*What you have to do*:
Would you return every line of the listing below that has "Some" in it?

--- START ---

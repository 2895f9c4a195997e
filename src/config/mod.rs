//! Configuration management for the relay

pub mod settings;

pub use settings::*;
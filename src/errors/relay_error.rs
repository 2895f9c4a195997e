//! Custom error types for the relay

use alloy::primitives::Address;
use rust_decimal::Decimal;
use thiserror::Error;

use crate::types::PaymentRequirements;

#[derive(Error, Debug)]
pub enum RelayError {
    #[error("Validation failed: {message}")]
    Validation { message: String },

    #[error("Unsupported symbol: {symbol}")]
    UnsupportedSymbol { symbol: String },

    #[error("Not found: {resource}")]
    NotFound { resource: String },

    #[error("Payment required: {}", requirements.description)]
    PaymentRequired { requirements: PaymentRequirements },

    #[error("Insufficient {token} balance: need {needed}, wallet holds {available}")]
    InsufficientBalance {
        token: String,
        needed: Decimal,
        available: Decimal,
    },

    #[error(
        "Insufficient {token} allowance for router {router}: need {needed}, approved {approved}"
    )]
    InsufficientAllowance {
        token: String,
        router: Address,
        needed: Decimal,
        approved: Decimal,
    },

    #[error("Swap reverted on-chain: {tx_hash}")]
    SwapReverted { tx_hash: String },

    #[error("Quote unavailable: {message}")]
    QuoteUnavailable {
        message: String,
        #[source]
        source: Option<anyhow::Error>,
    },

    #[error("All RPC endpoints failed ({})", endpoints.join(", "))]
    RpcExhausted {
        endpoints: Vec<String>,
        details: Vec<String>,
    },

    #[error("Network error: {message}")]
    Network {
        message: String,
        #[source]
        source: Option<anyhow::Error>,
        retry_count: u32,
    },

    #[error("Contract interaction failed: {contract} - {message}")]
    Contract {
        contract: Address,
        message: String,
        #[source]
        source: anyhow::Error,
    },

    #[error("Storage error: {message}")]
    Storage {
        message: String,
        #[source]
        source: Option<anyhow::Error>,
    },

    #[error("Internal error: {message}")]
    Internal { message: String },
}

pub type RelayResult<T> = Result<T, RelayError>;

impl RelayError {
    pub fn validation(message: impl Into<String>) -> Self {
        Self::Validation {
            message: message.into(),
        }
    }

    pub fn not_found(resource: impl Into<String>) -> Self {
        Self::NotFound {
            resource: resource.into(),
        }
    }

    pub fn storage(message: impl Into<String>, source: impl Into<anyhow::Error>) -> Self {
        Self::Storage {
            message: message.into(),
            source: Some(source.into()),
        }
    }

    pub fn internal(message: impl Into<String>) -> Self {
        Self::Internal {
            message: message.into(),
        }
    }
}
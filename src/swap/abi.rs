//! Call encoding and event decoding for ERC-20 and V2 router interactions

use alloy::{
    primitives::{Address, B256, U256, keccak256},
    rpc::types::eth::Log,
    sol_types::{SolType, SolValue, abi::TokenSeq},
};
use anyhow::{Context, Result};

fn encode_call<T: SolValue>(signature: &str, args: &T) -> Vec<u8>
where
    for<'a> <T::SolType as SolType>::Token<'a>: TokenSeq<'a>,
{
    let mut data = keccak256(signature)[..4].to_vec();
    data.extend_from_slice(&args.abi_encode_params());
    data
}

pub fn erc20_balance_of(owner: Address) -> Vec<u8> {
    encode_call("balanceOf(address)", &(owner,))
}

pub fn erc20_allowance(owner: Address, spender: Address) -> Vec<u8> {
    encode_call("allowance(address,address)", &(owner, spender))
}

pub fn erc20_approve(spender: Address, amount: U256) -> Vec<u8> {
    encode_call("approve(address,uint256)", &(spender, amount))
}

pub fn router_get_amounts_out(amount_in: U256, path: &[Address]) -> Vec<u8> {
    encode_call(
        "getAmountsOut(uint256,address[])",
        &(amount_in, path.to_vec()),
    )
}

pub fn router_swap_exact_tokens(
    amount_in: U256,
    min_out: U256,
    path: &[Address],
    recipient: Address,
    deadline: U256,
) -> Vec<u8> {
    encode_call(
        "swapExactTokensForTokens(uint256,uint256,address[],address,uint256)",
        &(amount_in, min_out, path.to_vec(), recipient, deadline),
    )
}

pub fn decode_uint(data: &[u8]) -> Result<U256> {
    U256::abi_decode(data, true).context("Failed to decode uint256 return value")
}

pub fn decode_amounts(data: &[u8]) -> Result<Vec<U256>> {
    <Vec<U256>>::abi_decode(data, true).context("Failed to decode amounts array")
}

/// keccak topic of the V2 pair `Swap` event.
pub fn swap_event_topic() -> B256 {
    keccak256("Swap(address,uint256,uint256,uint256,uint256,address)")
}

/// Recover the realized (in, out) amounts of a single-hop swap from receipt
/// logs. Returns None when no parseable Swap event is present.
pub fn parse_swap_amounts(logs: &[Log]) -> Option<(U256, U256)> {
    let topic = swap_event_topic();

    for log in logs {
        let topics = log.inner.data.topics();
        if topics.first() != Some(&topic) {
            continue;
        }

        let Ok((amount0_in, amount1_in, amount0_out, amount1_out)) =
            <(U256, U256, U256, U256)>::abi_decode(&log.inner.data.data, true)
        else {
            continue;
        };

        let amount_in = amount0_in.max(amount1_in);
        let amount_out = amount0_out.max(amount1_out);
        if amount_out > U256::ZERO {
            return Some((amount_in, amount_out));
        }
    }

    None
}

#[cfg(test)]
mod tests {
    use super::*;
    use alloy::primitives::address;

    #[test]
    fn call_data_starts_with_the_selector() {
        let owner = address!("1111111111111111111111111111111111111111");
        let data = erc20_balance_of(owner);
        assert_eq!(&data[..4], &keccak256("balanceOf(address)")[..4]);
        // selector + one 32-byte word
        assert_eq!(data.len(), 4 + 32);
    }

    #[test]
    fn swap_call_encodes_the_full_parameter_set() {
        let path = vec![
            address!("1111111111111111111111111111111111111111"),
            address!("2222222222222222222222222222222222222222"),
        ];
        let data = router_swap_exact_tokens(
            U256::from(1000u64),
            U256::from(990u64),
            &path,
            address!("3333333333333333333333333333333333333333"),
            U256::from(1_700_000_000u64),
        );
        // selector + 5 head words + array length word + 2 elements
        assert_eq!(data.len(), 4 + 32 * 8);
    }

    #[test]
    fn uint_decoding_round_trips() {
        let value = U256::from(123_456u64);
        let encoded = value.abi_encode();
        assert_eq!(decode_uint(&encoded).unwrap(), value);
    }

    #[test]
    fn amounts_decoding_round_trips() {
        let amounts = vec![U256::from(5u64), U256::from(7u64)];
        let encoded = amounts.abi_encode();
        assert_eq!(decode_amounts(&encoded).unwrap(), amounts);
    }
}
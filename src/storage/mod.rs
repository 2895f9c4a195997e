//! Trade intent and executed trade persistence

pub mod store;
pub mod sqlite;
pub mod memory;

pub use store::*;
pub use sqlite::*;
pub use memory::*;

use std::sync::Arc;
use tracing::warn;

use crate::config::Config;

/// Open the SQLite store, falling back to the ephemeral in-memory store when
/// the database cannot be opened. The fallback has identical read/write
/// semantics but loses everything on restart.
pub fn open_store(config: &Config) -> Arc<dyn TradeStore> {
    match SqliteStore::open(&config.database_path) {
        Ok(store) => Arc::new(store),
        Err(e) => {
            warn!(
                "⚠️ Could not open database at {}: {:#}. Using in-memory store (ephemeral)",
                config.database_path, e
            );
            Arc::new(MemoryStore::new())
        }
    }
}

--- END ---

*Solution to this task*:
            source: Some(source.into()),
        if topics.first() != Some(&topic) {
            return Some((amount_in, amount_out));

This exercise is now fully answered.